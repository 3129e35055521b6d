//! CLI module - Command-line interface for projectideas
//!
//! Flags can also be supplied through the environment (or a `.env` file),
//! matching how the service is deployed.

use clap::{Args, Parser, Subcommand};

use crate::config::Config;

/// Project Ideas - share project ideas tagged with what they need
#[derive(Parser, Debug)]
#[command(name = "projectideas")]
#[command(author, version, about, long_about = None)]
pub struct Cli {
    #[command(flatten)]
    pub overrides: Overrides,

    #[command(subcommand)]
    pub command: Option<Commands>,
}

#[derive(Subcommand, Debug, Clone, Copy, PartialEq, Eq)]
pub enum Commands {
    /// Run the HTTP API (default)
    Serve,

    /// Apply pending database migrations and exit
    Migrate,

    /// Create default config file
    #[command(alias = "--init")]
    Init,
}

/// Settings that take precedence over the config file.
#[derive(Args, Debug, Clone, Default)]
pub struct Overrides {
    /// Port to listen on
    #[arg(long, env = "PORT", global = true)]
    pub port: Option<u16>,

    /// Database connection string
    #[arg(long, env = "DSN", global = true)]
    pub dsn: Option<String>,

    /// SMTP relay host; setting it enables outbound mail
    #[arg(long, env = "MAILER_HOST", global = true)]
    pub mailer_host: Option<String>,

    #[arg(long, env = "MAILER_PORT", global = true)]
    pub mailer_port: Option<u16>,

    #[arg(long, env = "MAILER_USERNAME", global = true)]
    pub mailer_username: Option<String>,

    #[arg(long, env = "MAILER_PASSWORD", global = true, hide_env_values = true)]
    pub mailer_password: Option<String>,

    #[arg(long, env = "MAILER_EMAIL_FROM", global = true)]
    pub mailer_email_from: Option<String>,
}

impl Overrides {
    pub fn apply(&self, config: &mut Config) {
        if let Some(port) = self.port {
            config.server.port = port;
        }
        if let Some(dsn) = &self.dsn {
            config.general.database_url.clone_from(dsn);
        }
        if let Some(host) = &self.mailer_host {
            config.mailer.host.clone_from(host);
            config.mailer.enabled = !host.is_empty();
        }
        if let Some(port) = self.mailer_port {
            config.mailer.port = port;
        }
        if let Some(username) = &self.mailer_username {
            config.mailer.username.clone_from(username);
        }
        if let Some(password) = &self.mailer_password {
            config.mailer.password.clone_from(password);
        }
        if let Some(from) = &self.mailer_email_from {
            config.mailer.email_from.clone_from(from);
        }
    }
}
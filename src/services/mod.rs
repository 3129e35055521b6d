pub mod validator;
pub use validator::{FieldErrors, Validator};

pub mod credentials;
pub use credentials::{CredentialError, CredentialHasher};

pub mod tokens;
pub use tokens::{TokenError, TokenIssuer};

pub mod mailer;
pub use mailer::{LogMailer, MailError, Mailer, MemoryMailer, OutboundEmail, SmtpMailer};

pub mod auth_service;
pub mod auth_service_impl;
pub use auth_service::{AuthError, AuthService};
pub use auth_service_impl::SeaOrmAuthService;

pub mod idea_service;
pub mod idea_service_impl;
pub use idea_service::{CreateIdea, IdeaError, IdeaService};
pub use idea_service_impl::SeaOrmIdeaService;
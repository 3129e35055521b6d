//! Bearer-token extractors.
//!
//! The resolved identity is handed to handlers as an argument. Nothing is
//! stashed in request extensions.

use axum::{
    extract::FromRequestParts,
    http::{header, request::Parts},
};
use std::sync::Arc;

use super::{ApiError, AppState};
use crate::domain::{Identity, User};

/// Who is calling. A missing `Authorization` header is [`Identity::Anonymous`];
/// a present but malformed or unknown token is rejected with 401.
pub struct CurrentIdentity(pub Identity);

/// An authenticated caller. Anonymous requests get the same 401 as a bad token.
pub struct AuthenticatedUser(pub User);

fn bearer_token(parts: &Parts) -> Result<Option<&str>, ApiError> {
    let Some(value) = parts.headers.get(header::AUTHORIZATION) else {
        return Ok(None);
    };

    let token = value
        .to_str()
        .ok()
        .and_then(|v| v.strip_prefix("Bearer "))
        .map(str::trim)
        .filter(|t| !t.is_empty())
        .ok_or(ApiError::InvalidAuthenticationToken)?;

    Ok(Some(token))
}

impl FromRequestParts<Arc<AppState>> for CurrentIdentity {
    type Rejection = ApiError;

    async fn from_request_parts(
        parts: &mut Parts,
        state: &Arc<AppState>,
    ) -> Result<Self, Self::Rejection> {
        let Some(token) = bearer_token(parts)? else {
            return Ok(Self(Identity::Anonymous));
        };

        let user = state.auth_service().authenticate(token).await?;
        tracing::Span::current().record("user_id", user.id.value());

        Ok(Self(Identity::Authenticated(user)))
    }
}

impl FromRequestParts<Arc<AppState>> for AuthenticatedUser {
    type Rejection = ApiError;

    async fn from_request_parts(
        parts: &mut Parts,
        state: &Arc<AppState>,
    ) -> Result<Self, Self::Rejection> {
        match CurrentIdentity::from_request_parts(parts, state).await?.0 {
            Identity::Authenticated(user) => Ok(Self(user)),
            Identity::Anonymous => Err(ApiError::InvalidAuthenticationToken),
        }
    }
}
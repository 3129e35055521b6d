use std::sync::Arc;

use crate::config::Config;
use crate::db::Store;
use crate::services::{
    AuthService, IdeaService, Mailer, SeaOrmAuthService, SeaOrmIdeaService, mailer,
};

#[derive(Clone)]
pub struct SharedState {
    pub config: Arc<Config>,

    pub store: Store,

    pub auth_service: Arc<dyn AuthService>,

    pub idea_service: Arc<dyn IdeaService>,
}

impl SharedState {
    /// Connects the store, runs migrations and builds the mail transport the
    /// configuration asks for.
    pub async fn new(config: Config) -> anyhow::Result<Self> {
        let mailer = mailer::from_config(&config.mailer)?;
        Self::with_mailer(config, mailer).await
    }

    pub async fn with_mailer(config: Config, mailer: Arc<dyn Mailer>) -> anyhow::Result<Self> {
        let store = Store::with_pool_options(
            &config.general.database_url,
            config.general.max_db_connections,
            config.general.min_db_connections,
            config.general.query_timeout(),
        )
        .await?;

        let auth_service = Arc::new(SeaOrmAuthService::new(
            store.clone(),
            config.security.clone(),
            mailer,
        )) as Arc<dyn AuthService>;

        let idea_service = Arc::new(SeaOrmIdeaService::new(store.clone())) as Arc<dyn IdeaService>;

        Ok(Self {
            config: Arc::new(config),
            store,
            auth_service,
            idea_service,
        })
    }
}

-.-.-

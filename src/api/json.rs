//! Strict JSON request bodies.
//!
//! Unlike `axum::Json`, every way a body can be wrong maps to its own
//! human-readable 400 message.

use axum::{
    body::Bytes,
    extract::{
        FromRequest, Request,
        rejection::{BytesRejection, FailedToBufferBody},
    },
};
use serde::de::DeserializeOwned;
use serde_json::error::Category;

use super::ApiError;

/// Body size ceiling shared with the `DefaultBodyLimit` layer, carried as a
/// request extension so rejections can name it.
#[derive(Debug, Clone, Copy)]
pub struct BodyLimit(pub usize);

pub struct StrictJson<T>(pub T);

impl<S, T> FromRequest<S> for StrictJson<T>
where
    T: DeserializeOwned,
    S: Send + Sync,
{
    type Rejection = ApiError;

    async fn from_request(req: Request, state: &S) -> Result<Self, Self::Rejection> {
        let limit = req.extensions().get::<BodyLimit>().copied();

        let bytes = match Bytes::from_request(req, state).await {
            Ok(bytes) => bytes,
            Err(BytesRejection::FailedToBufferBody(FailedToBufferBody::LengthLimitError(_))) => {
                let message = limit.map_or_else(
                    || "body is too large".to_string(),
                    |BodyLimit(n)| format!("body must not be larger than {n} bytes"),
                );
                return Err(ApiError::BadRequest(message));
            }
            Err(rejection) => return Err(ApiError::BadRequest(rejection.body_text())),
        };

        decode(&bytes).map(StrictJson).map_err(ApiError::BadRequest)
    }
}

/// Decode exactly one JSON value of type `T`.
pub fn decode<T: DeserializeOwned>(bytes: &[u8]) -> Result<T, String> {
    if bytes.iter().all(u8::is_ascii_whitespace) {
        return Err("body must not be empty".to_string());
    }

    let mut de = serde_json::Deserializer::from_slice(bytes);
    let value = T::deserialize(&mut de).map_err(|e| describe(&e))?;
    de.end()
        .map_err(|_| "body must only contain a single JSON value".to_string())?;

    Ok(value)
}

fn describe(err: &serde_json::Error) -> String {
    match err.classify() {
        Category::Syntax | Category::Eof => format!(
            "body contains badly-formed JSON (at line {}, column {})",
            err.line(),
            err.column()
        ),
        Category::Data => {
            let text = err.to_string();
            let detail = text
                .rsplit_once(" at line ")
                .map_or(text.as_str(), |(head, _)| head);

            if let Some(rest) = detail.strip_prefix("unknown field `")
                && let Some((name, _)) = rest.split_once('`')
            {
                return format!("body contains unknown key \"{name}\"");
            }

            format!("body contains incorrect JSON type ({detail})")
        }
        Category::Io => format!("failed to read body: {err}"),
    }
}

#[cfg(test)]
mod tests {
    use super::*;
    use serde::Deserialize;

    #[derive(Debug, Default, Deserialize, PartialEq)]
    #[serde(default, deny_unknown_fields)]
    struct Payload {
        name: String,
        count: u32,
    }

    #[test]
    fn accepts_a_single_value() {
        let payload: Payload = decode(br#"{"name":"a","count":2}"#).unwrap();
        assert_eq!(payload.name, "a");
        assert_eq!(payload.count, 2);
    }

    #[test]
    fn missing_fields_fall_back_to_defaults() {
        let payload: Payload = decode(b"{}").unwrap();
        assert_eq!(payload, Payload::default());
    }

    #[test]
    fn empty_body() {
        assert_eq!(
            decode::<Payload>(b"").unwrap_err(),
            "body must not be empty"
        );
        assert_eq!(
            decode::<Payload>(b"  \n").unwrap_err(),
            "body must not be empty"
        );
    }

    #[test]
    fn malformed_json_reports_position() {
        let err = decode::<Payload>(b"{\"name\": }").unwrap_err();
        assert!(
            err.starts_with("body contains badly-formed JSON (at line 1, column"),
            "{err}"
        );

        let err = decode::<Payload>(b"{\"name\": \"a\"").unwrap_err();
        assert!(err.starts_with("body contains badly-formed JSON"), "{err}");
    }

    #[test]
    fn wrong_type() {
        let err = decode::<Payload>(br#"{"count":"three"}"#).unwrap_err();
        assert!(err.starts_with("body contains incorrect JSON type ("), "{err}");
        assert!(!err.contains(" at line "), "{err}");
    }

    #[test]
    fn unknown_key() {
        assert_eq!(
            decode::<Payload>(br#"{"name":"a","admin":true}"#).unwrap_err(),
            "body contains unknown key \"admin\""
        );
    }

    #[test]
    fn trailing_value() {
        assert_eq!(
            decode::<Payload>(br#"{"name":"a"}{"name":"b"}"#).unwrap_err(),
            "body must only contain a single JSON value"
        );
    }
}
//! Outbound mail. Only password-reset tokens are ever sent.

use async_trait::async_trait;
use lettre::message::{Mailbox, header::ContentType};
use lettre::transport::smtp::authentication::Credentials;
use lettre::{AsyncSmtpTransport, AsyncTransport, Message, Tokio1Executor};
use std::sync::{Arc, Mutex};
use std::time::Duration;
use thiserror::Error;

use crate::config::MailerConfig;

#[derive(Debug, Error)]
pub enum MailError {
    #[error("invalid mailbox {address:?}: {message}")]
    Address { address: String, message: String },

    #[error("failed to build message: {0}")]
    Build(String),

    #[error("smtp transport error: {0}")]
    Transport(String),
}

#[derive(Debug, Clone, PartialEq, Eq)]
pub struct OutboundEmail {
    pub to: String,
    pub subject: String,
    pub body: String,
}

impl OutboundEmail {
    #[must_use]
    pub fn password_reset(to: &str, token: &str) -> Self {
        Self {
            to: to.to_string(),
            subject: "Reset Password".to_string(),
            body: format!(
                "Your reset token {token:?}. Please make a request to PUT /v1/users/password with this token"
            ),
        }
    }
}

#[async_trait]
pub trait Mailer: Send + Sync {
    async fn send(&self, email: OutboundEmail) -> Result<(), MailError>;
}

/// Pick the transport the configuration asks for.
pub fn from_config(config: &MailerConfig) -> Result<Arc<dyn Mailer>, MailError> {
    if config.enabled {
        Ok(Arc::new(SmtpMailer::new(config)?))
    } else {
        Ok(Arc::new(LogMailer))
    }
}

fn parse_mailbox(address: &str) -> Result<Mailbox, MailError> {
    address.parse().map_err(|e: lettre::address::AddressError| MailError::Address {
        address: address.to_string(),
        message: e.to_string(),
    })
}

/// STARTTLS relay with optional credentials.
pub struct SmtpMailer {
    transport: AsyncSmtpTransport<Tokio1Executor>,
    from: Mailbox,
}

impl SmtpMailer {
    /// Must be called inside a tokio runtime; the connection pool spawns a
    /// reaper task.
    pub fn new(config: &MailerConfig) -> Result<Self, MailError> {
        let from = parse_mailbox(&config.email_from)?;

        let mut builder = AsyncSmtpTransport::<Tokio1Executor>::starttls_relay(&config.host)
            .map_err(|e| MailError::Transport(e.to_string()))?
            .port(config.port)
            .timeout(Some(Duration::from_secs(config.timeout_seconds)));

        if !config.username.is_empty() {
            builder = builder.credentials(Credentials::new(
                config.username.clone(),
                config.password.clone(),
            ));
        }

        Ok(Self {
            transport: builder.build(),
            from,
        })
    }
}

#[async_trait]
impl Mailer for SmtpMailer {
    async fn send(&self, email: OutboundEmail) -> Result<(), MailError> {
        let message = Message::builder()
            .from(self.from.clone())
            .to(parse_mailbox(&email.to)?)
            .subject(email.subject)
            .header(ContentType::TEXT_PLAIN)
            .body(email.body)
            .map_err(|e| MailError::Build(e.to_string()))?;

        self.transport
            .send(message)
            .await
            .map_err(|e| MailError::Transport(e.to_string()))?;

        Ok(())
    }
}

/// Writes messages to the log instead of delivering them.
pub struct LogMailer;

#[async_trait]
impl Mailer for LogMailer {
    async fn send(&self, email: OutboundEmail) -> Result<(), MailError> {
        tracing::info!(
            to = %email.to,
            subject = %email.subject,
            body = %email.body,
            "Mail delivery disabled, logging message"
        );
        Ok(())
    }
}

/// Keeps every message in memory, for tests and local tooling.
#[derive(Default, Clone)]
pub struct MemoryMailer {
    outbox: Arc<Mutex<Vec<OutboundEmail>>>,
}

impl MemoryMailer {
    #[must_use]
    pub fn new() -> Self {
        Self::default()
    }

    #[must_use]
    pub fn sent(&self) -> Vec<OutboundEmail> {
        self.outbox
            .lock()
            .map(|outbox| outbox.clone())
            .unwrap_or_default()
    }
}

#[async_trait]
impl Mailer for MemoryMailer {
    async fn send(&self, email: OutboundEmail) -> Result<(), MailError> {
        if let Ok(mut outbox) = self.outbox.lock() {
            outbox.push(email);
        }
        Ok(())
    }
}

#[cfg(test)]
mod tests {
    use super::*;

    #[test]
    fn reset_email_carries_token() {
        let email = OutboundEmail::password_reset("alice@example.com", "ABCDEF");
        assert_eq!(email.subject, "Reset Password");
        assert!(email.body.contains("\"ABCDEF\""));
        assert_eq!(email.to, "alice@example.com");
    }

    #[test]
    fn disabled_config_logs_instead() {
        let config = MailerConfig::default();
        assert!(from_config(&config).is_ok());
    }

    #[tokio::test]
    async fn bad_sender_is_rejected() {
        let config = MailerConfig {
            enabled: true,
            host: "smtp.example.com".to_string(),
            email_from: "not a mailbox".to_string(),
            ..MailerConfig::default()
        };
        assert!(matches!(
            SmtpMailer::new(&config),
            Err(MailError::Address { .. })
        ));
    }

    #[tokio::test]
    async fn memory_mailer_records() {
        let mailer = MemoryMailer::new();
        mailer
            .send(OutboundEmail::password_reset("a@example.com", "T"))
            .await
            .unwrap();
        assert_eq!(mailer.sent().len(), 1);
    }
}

-.-.-

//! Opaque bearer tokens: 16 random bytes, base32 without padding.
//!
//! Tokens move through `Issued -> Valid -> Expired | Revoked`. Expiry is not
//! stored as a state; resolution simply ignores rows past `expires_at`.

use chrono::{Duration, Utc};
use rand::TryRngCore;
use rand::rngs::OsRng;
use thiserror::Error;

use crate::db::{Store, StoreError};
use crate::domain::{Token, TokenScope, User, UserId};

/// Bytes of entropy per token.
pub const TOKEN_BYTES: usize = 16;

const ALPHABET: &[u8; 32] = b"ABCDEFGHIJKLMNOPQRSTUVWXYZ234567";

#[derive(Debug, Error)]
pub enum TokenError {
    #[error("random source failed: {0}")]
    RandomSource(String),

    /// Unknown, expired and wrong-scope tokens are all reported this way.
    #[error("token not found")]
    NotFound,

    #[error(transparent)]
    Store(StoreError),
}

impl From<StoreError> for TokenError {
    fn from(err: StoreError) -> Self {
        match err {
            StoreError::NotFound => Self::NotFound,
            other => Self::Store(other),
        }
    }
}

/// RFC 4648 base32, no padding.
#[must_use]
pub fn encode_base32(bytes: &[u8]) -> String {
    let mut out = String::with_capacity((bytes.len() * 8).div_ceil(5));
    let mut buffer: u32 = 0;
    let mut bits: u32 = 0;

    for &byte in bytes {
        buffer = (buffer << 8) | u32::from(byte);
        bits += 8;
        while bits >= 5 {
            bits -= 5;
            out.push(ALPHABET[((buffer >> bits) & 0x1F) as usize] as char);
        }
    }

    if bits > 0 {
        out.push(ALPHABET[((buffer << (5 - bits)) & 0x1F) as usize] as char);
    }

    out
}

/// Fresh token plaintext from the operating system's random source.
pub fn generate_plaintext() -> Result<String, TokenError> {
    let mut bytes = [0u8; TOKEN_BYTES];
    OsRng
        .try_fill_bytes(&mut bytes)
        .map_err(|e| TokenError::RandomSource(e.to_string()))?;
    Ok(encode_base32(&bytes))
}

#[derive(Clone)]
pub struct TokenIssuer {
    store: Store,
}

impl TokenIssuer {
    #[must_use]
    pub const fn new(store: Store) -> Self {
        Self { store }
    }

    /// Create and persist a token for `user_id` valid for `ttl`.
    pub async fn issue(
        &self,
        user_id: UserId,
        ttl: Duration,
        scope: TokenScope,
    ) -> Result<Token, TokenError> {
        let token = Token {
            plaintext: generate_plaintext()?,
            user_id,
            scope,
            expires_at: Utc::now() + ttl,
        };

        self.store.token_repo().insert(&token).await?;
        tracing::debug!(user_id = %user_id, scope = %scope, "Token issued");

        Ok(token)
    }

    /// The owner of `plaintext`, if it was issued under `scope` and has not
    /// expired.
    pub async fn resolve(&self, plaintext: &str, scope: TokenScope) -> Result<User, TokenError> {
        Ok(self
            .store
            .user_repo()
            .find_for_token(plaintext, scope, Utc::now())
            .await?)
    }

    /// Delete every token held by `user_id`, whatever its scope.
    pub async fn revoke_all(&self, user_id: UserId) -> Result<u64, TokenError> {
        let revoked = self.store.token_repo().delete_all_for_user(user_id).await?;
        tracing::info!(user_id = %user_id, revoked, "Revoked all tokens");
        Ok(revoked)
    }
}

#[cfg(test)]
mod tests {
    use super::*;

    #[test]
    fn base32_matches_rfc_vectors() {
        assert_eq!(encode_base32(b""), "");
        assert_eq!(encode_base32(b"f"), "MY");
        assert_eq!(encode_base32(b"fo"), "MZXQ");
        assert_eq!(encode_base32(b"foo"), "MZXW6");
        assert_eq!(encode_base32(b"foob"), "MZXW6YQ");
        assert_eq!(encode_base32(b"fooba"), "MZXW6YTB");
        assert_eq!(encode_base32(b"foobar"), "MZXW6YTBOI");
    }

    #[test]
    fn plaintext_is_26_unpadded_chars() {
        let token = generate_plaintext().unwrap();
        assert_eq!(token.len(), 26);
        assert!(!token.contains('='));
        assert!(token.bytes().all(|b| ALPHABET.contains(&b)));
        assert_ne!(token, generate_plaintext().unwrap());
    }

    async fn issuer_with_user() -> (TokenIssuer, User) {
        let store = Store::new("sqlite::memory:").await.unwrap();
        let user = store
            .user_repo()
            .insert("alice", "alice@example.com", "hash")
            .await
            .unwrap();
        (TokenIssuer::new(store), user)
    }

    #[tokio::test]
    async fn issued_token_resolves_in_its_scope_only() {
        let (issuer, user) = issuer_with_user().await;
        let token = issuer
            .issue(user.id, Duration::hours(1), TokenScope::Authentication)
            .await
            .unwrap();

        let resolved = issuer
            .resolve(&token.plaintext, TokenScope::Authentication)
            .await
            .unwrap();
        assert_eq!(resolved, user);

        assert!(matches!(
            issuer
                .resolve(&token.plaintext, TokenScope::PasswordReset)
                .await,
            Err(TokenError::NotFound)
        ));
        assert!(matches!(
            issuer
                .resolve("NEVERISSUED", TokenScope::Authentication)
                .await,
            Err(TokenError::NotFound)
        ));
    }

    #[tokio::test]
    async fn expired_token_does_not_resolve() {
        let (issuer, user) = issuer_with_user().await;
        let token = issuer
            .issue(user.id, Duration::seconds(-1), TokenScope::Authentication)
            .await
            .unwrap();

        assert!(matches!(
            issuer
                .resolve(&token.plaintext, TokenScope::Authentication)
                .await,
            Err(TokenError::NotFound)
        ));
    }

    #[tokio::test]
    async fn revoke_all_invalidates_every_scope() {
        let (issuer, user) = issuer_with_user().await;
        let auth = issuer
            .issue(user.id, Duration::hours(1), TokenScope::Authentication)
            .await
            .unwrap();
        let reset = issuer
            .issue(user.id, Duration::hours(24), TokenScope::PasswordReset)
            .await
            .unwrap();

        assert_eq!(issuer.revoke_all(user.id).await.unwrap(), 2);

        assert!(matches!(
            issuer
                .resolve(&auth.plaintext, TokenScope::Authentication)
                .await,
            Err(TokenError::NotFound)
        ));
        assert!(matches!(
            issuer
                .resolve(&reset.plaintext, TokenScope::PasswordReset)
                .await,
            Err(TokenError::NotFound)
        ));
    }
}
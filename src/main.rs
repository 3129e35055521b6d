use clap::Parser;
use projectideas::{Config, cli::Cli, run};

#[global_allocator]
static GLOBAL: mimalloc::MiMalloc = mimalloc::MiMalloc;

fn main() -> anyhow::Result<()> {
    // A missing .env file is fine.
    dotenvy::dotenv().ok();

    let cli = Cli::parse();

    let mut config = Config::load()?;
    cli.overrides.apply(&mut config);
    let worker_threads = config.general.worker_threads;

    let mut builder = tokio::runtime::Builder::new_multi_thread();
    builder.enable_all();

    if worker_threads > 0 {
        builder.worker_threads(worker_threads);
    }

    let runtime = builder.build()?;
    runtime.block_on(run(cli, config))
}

-.-.-

Task description = With "RandomSource" as the search string, filter the records and return each line that has it.

Reply =
    RandomSource(String),
        .map_err(|e| TokenError::RandomSource(e.to_string()))?;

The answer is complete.